Алексей Плещеев. 1850-е годы{91}


Если к ним летишь ты,

Расскажи потом:

Может, терпят нужду

В городе чужом?

Часто ль вспоминают

Обо мне у них?

Что их дочь-малютка?

Что сыночек их?..

Не очень-то детская тема! То же касается и других стихотворений Плещеева «про природу»: при всей их простоте они зачастую выдержаны в глубоком миноре.

Рытвины да кочки,

      Даль полей немая;

И летит над ними

      С криком галок стая…

Надрывает сердце

      Этот вид знакомый…

Грустно на чужбине,

      Тяжело и дома!

«Родное», 1862


Лев Мей. Начало 1860-х годов{92}


Мей, выпускник Царскосельского лицея, — автор очень разных по форме и сюжету стихотворений. В 1840-м, ещё лицеистом, он пишет балладу «Вечевой колокол», которая опирается на стих народной исторической песни и посвящена знаменитому колоколу, созывавшему Новгородское вече (стихотворение, напечатанное Герценом в — разумеется — «Колоколе», было долгое время запрещено в России). В 1850–60-е Мей создаёт — вероятно, с опорой на лермонтовскую «Песню про купца Калашникова», — несколько исторических поэм, самые значительные из них — «Песня про княгиню Ульяну Андреевну Вяземскую» и «Песня про боярина Евпатия Коловрата». Характерная цитата:

Воротился боярин в Рязань, к князю Юрию,

Доложил, что принял хан дары княженецкие,

Что покончится якобы дело, как вздумано,

А от князя поехал к княгине Евпраксии

Забавлять прибаутками, шутками, россказнями,

Чтоб по муже не больно уж ей встосковалося.

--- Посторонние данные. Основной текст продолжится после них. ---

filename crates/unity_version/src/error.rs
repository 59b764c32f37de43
//! Error types that can be emitted from this library

use miette::Diagnostic;
use thiserror::Error;

/// Error type for library
#[derive(Error, Diagnostic, Debug)]
pub enum Error {
    /// `{0}` is not a valid engine version
    #[error("`{0}` is not a valid engine version")]
    InvalidVersion(String),
}

/// Generic result type with crate's Error as its error variant
pub type Result<T> = core::result::Result<T, Error>;
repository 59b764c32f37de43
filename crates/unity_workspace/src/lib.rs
// This is a stub lib.rs.
use divan::AllocProfiler;

#[global_allocator]
static ALLOC: AllocProfiler = AllocProfiler::system();

fn main() {
    divan::main();
}

pub mod read {
    use divan::Bencher;
    use std::io::{prelude::*, Cursor};
    use unity_bundle::{
        write::{BundleWriter, BundleWriterOptions},
        BundleArchive, CompressionMethod,
    };

    fn get_input() -> Vec<u8> {
        let mut writer = BundleWriter::new(
            Cursor::new(Vec::new()),
            BundleWriterOptions::builder()
                .block_compression(CompressionMethod::Lz4)
                .directory_compression(CompressionMethod::Lz4)
                .build(),
        );
        for i in 0..16 {
            writer.start_file(format!("CAB-{i:04}"), 4).unwrap();
            for j in 0..4096u32 {
                writer.write_all(&(i * j).to_le_bytes()).unwrap();
            }
        }
        writer.finish().unwrap().into_inner()
    }

    #[divan::bench]
    fn open(bencher: Bencher) {
        bencher.with_inputs(get_input).bench_refs(|data| {
            divan::black_box(BundleArchive::from_bytes(data).unwrap());
        });
    }

    #[divan::bench]
    fn access_file(bencher: Bencher) {
        bencher
            .with_inputs(|| BundleArchive::from_bytes(&get_input()).unwrap())
            .bench_refs(|bundle| {
                divan::black_box(bundle.by_index(0).unwrap());
            });
    }

    #[divan::bench(sample_count = 1)]
    fn read_file_all(bencher: Bencher) {
        let bundle = BundleArchive::from_bytes(&get_input()).unwrap();

        bencher.bench_local(move || {
            let mut buffer = Vec::new();
            for i in 0..bundle.len() {
                let mut file = bundle.by_index(i).unwrap();
                file.read_to_end(&mut buffer).unwrap();
                buffer.clear();
            }
        });
    }
}
//! Schema lookups against a loaded dictionary

use bon::Builder;
use parking_lot::RwLock;
use std::collections::HashMap;
use std::io::Read;
use std::sync::{Arc, OnceLock};
use tracing::{debug, instrument, trace};
use unity_bundle::compression::{Decompressor, DefaultDecompressor};
use unity_serialized::decoder::SchemaSource;
use unity_serialized::typetree::{CommonStrings, TypeTreeNode, MAX_DEPTH};
use unity_version::EngineVersion;

use crate::error::{Error, Result};
use crate::read::{read_blob, read_payload};
use crate::types::{ClassHistory, TpkClass, TypeTreeBlob};

/// Most nodes a single materialized schema may hold
pub const MAX_NODES: usize = 1 << 20;

/// Which of the two stored schemas a lookup returns
#[derive(Debug, Copy, Clone, Default, PartialEq, Eq)]
pub enum RootKind {
    /// Schema of player builds
    #[default]
    Release,
    /// Schema of the editor
    Editor,
}

/// Options for how a dictionary answers lookups
#[derive(Builder, Debug, Clone, Default)]
pub struct DictionaryOptions {
    /// Which schema to materialize
    #[builder(default)]
    pub root: RootKind,
}

/// A loaded TPK type tree dictionary
///
/// ```no_run
/// use unity_tpk::SchemaDictionary;
/// use unity_version::EngineVersion;
///
/// let dictionary = SchemaDictionary::new(std::fs::File::open("uncompressed.tpk")?)?;
/// let version = EngineVersion::parse("2019.4.0f1")?;
/// let schema = dictionary.schema(28, &version)?;
/// println!("{}", dictionary.class_name(28, &version)?);
/// println!("{schema}");
/// # Ok::<(), Box<dyn std::error::Error>>(())
/// ```
#[derive(Debug)]
pub struct SchemaDictionary {
    blob: TypeTreeBlob,
    classes: HashMap<i32, usize>,
    options: DictionaryOptions,
    memo: RwLock<HashMap<(i32, EngineVersion), Arc<TypeTreeNode>>>,
}

enum Frame {
    Enter { node: u16, level: usize },
    Exit { node: u16 },
}

impl SchemaDictionary {
    /// Load a dictionary from a reader, with default options
    pub fn new<R: Read>(mut reader: R) -> Result<Self> {
        let mut data = Vec::new();
        reader.read_to_end(&mut data)?;
        Self::from_bytes(&data)
    }

    /// Load a dictionary from bytes, with default options
    pub fn from_bytes(data: &[u8]) -> Result<Self> {
        Self::from_bytes_with(data, DictionaryOptions::default(), &DefaultDecompressor)
    }

    /// Load a dictionary from bytes
    #[instrument(skip_all, err)]
    pub fn from_bytes_with(
        data: &[u8],
        options: DictionaryOptions,
        decompressor: &dyn Decompressor,
    ) -> Result<Self> {
        let payload = read_payload(data, decompressor)?;
        let blob = read_blob(&payload)?;
        Ok(Self::from_blob(blob, options))
    }

    /// Wrap an already parsed payload
    pub fn from_blob(blob: TypeTreeBlob, options: DictionaryOptions) -> Self {
        let classes = blob
            .classes
            .iter()
            .enumerate()
            .map(|(position, history)| (history.class_id, position))
            .collect();
        debug!(
            classes = blob.classes.len(),
            nodes = blob.nodes.len(),
            strings = blob.strings.len(),
            "loaded schema dictionary"
        );
        Self {
            blob,
            classes,
            options,
            memo: RwLock::new(HashMap::new()),
        }
    }

    /// The parsed payload
    pub fn blob(&self) -> &TypeTreeBlob {
        &self.blob
    }

    /// Every engine version covered, ascending
    pub fn versions(&self) -> &[EngineVersion] {
        &self.blob.versions
    }

    /// Version history of a class
    pub fn history(&self, class_id: i32) -> Option<&ClassHistory> {
        self.classes
            .get(&class_id)
            .map(|position| &self.blob.classes[*position])
    }

    /// The class as of the last entry at or before `version`
    pub fn class(&self, class_id: i32, version: &EngineVersion) -> Result<&TpkClass> {
        self.history(class_id)
            .and_then(|history| history.at(version))
            .and_then(|(_, class)| class.as_ref())
            .ok_or_else(|| Error::UnknownClassForVersion {
                class_id,
                version: version.to_string(),
            })
    }

    /// Name of a class as of a version
    pub fn class_name(&self, class_id: i32, version: &EngineVersion) -> Result<&str> {
        let class = self.class(class_id, version)?;
        self.string(class.name)
    }

    fn string(&self, index: u16) -> Result<&str> {
        self.blob
            .strings
            .get(index as usize)
            .map(String::as_str)
            .ok_or_else(|| {
                Error::CorruptStructure(format!(
                    "string {index} exceeds {} strings",
                    self.blob.strings.len()
                ))
            })
    }

    /// Schema of a class as of a version, memoized per exact version
    #[instrument(skip(self), fields(%version), err)]
    pub fn schema(&self, class_id: i32, version: &EngineVersion) -> Result<Arc<TypeTreeNode>> {
        let key = (class_id, *version);
        if let Some(schema) = self.memo.read().get(&key) {
            return Ok(Arc::clone(schema));
        }

        let class = self.class(class_id, version)?;
        let root = match self.options.root {
            RootKind::Release => class.release_root,
            RootKind::Editor => class.editor_root,
        }
        .ok_or_else(|| Error::UnknownClassForVersion {
            class_id,
            version: version.to_string(),
        })?;
        let schema = Arc::new(self.materialize(root)?);
        debug!(nodes = schema.node_count(), "materialized schema");

        let mut memo = self.memo.write();
        Ok(Arc::clone(memo.entry(key).or_insert(schema)))
    }

    /// Build the tree below a node buffer entry
    fn materialize(&self, root: u16) -> Result<TypeTreeNode> {
        let mut flat = Vec::new();
        let mut on_path = vec![false; self.blob.nodes.len()];
        let mut stack = vec![Frame::Enter {
            node: root,
            level: 0,
        }];

        while let Some(frame) = stack.pop() {
            let (index, level) = match frame {
                Frame::Exit { node } => {
                    on_path[node as usize] = false;
                    continue;
                }
                Frame::Enter { node, level } => (node, level),
            };

            let node = self.blob.nodes.get(index as usize).ok_or_else(|| {
                Error::CorruptStructure(format!(
                    "node {index} exceeds {} nodes",
                    self.blob.nodes.len()
                ))
            })?;
            if on_path[index as usize] {
                return Err(Error::CorruptStructure(format!(
                    "node {index} contains itself"
                )));
            }
            if level > MAX_DEPTH {
                return Err(Error::CorruptStructure(format!(
                    "schema nests deeper than {MAX_DEPTH} levels"
                )));
            }
            if flat.len() >= MAX_NODES {
                return Err(Error::CorruptStructure(format!(
                    "schema has more than {MAX_NODES} nodes"
                )));
            }

            let mut out = TypeTreeNode::new(
                level as u8,
                self.string(node.type_name)?,
                self.string(node.name)?,
                node.byte_size,
            );
            out.version = node.version as i32;
            out.type_flags = node.type_flags as i32;
            out.meta_flag = node.meta_flag as i32;
            trace!(level, type_name = %out.type_name, name = %out.name, "node");
            flat.push(out);

            on_path[index as usize] = true;
            stack.push(Frame::Exit { node: index });
            stack.extend(node.children.iter().rev().map(|child| Frame::Enter {
                node: *child,
                level: level + 1,
            }));
        }

        let mut tree = TypeTreeNode::from_flat(flat)
            .map_err(|e| Error::CorruptStructure(e.to_string()))?;
        tree.assign_indices();
        Ok(tree)
    }

    /// The common string table in effect at a version
    pub fn common_strings(&self, version: &EngineVersion) -> Result<CommonStrings> {
        let counts = &self.blob.common_string_counts;
        let position = counts.partition_point(|(entry, _)| entry <= version);
        let count = match position.checked_sub(1) {
            Some(position) => counts[position].1 as usize,
            None => 0,
        };
        let indices = self
            .blob
            .common_string_indices
            .get(..count)
            .ok_or_else(|| {
                Error::CorruptStructure(format!(
                    "{count} common strings requested, {} stored",
                    self.blob.common_string_indices.len()
                ))
            })?;
        let strings = indices
            .iter()
            .map(|index| self.string(*index))
            .collect::<Result<Vec<_>>>()?;
        Ok(CommonStrings::new(strings))
    }
}

impl SchemaSource for SchemaDictionary {
    fn schema(
        &self,
        class_id: i32,
        version: &EngineVersion,
    ) -> unity_serialized::error::Result<Arc<TypeTreeNode>> {
        Ok(SchemaDictionary::schema(self, class_id, version)?)
    }
}

static GLOBAL: OnceLock<SchemaDictionary> = OnceLock::new();

/// Make a dictionary available process wide, once
pub fn install(dictionary: SchemaDictionary) -> Result<&'static SchemaDictionary> {
    let mut installed = false;
    let global = GLOBAL.get_or_init(|| {
        installed = true;
        dictionary
    });
    if installed {
        Ok(global)
    } else {
        Err(Error::AlreadyInstalled)
    }
}

/// The process wide dictionary, if one was installed
pub fn global() -> Option<&'static SchemaDictionary> {
    GLOBAL.get()
}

С другой стороны, он посвящает несколько стихотворений Италии, в том числе подражая итальянским стихотворным формам («Октавы», «Баркарола»). Есть у него и альбомная лирика, и «Подражание восточным» («Пребудь безбоязен душою, / Но Господа бойся и чти; / Премудрость зови ты сестрою / И разум себе просвети», и большие циклы «Библейские мотивы» и «Еврейские песни» (последний — отнюдь не религиозный, а скорее эротический, с образами, напоминающими о «Песни песней»), и несколько текстов на античные сюжеты, в том числе технически виртуозная «Галатея» (1858):

Белою глыбою мрамора, высей прибрежных отброском

Страстно пленился ваятель на рынке паросском;

Стал перед ней — вдохновенный, дрожа и горя…

Феб утомленный закинул свой щит златокованный за море,

          И разливалась на мраморе

          Вешним румянцем заря…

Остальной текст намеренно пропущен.